6.NS.7 – Understand ordering and absolute value or
rational numbers.
6.NS.7 a. – Interpret statements of inequality as statements
about the relative position of two numbers on a number
line diagram. For example, interpret -3 > -7 as a statement
that -3 is located to the right of -7 on a number line
oriented from left to right.
 By the end of the class discussion, students will be able to
compare two numbers on a number line based on their
location.
 After completing 30 problems on comparing positive and
negative integers, students will be able to express the
comparison of two numbers using inequality symbols.

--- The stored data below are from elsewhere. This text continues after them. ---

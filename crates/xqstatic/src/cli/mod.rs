//
// cli/mod.rs
//
// Command-line subcommands
//

pub mod analysis_stats;
pub mod query;

use anyhow::Context;

use crate::config::ResolverConfig;
use crate::dialect::{LanguageVersion, VendorProfile};
use crate::modules::ModuleRegistry;

/// Dialect and module options shared by the subcommands.
#[derive(Debug, Default, Clone, PartialEq)]
pub struct CommonArgs {
    pub config: Option<std::path::PathBuf>,
    pub implementation: Option<VendorProfile>,
    pub version: Option<LanguageVersion>,
    pub modules: Vec<std::path::PathBuf>,
}

impl CommonArgs {
    /// Consume `arg` (and its value) if it is a shared option.
    ///
    /// Returns `Ok(false)` when `arg` is not one of ours.
    pub fn parse_flag(
        &mut self,
        arg: &str,
        args: &mut impl Iterator<Item = String>,
    ) -> Result<bool, String> {
        let mut value = |flag: &str| {
            args.next()
                .ok_or_else(|| format!("{flag} requires a value"))
        };
        match arg {
            "--config" => self.config = Some(value(arg)?.into()),
            "--module" => self.modules.push(value(arg)?.into()),
            "--implementation" => {
                let v = value(arg)?;
                self.implementation = Some(v.parse().map_err(|e| format!("{e}"))?);
            }
            "--xquery-version" => {
                let v = value(arg)?;
                self.version = Some(v.parse().map_err(|e| format!("{e}"))?);
            }
            _ => return Ok(false),
        }
        Ok(true)
    }

    /// Settings from `--config`, overridden by the command-line flags.
    pub fn resolver_config(&self) -> anyhow::Result<ResolverConfig> {
        let mut config = match &self.config {
            Some(path) => ResolverConfig::from_file(path)?,
            None => ResolverConfig::default(),
        };

        if let Some(profile) = self.implementation {
            config.dialect.vendor_profile = profile;
            if self.version.is_none() && matches!(profile, VendorProfile::MarkLogic { .. }) {
                config.dialect.language_version = LanguageVersion::MarkLogic10;
            }
        }
        if let Some(version) = self.version {
            config.dialect.language_version = version;
        }
        config.module_paths.extend(self.modules.iter().cloned());
        Ok(config)
    }
}

/// Register every library module named in `config`.
pub fn load_modules(config: &ResolverConfig) -> anyhow::Result<ModuleRegistry> {
    let mut registry = ModuleRegistry::new();
    for path in &config.module_paths {
        registry
            .register_file(path)
            .with_context(|| format!("Failed to load library module {}", path.display()))?;
    }
    log::debug!("Loaded {} library modules", registry.len());
    Ok(registry)
}

#[cfg(test)]
mod tests {
    use super::*;

    fn parse(argv: &[&str]) -> Result<CommonArgs, String> {
        let mut common = CommonArgs::default();
        let mut args = argv.iter().map(|s| s.to_string());
        while let Some(arg) = args.next() {
            if !common.parse_flag(&arg, &mut args)? {
                return Err(format!("unexpected {arg}"));
            }
        }
        Ok(common)
    }

    #[test]
    fn test_marklogic_implementation_implies_ml_dialect() {
        let common = parse(&["--implementation", "marklogic/v9"]).unwrap();
        let config = common.resolver_config().unwrap();
        assert_eq!(config.dialect.language_version, LanguageVersion::MarkLogic10);
        assert_eq!(config.dialect.vendor_profile, VendorProfile::MarkLogic { version: 9 });
    }

    #[test]
    fn test_explicit_version_wins() {
        let common =
            parse(&["--implementation", "marklogic", "--xquery-version", "0.9-ml"]).unwrap();
        let config = common.resolver_config().unwrap();
        assert_eq!(config.dialect.language_version, LanguageVersion::MarkLogic09);
    }

    #[test]
    fn test_bad_values_are_rejected() {
        assert!(parse(&["--xquery-version", "2.0"]).unwrap_err().contains("Unknown XQuery version"));
        assert!(parse(&["--implementation", "zorba"]).is_err());
        assert!(parse(&["--module"]).unwrap_err().contains("requires a value"));
    }

    #[test]
    fn test_config_file_is_overridden_by_flags() {
        let dir = tempfile::TempDir::new().unwrap();
        let path = dir.path().join("xqstatic.json");
        std::fs::write(&path, r#"{"xquery": {"version": "3.0"}, "cacheCapacity": 8}"#).unwrap();

        let common = parse(&["--config", path.to_str().unwrap(), "--xquery-version", "1.0"]).unwrap();
        let config = common.resolver_config().unwrap();
        assert_eq!(config.dialect.language_version, LanguageVersion::XQuery10);
        assert_eq!(config.cache_capacity, 8);
    }

    #[test]
    fn test_missing_module_file_is_an_error() {
        let config = ResolverConfig {
            module_paths: vec!["/nonexistent/module.json".into()],
            ..ResolverConfig::default()
        };
        let err = load_modules(&config).unwrap_err();
        assert!(format!("{err:#}").contains("Failed to load library module"));
    }
}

 After watching the teacher model plotting integers on a
number line, students will be able to graph an inequality
statement on a number line.
6.NS.7 b. – Write, interpret, and explain statements of order
for rational numbers in real-world contexts. For example,
write -3C > -7C to express the fact that -3C is warmer
than -7C.
 After working with other students solving inequalities in
real-world math problems, the student will be able to
explain inequalities used in real-world situations.
6.NS.7 c. – Understand the absolute value of a rational
number as its distance from 0 on the number line;
interpret absolute value as magnitude for a positive or
negative quantity in a real-world situation. For example,
for an account balance of -30 dollars, write |-30| = 30 to
describe the size of the debt in dollars.
 After reading the definition of absolute value and
watching a video, the student will be able to define
absolute value.
 After completing 40 word problems on absolute value,
the student will be able to use absolute value to describe
magnitude or size in real-world situations.
6.NS.7 d. – Distinguish comparisons of absolute value from
statements about order. For example, recognize that an
account balance less than -30 dollars represent a debt
greater than 30 dollars.
 After practicing analyzing bank statements and bank
accounts, the students will be able to compare the use of a
signed number and the absolute value of a signed number
when referring to a real-world banking situation.
6.NS.8 – Solve real-world and mathematical problems by
graphing points in all four quadrants of the coordinate
plane. Include use of coordinates and absolute value to
find distances between points with the same first
coordinate or the same second coordinate.
 After watching the teacher model real world graphing
problems using a coordinate plane, the student will be
able to solve real-world problems by graphing in all four
quadrants.
 After practicing analyzing ordered pairs in all four
quadrants of a coordinate plane, the student will be able
to use absolute values to find the distance between points
with the same first or second coordinate.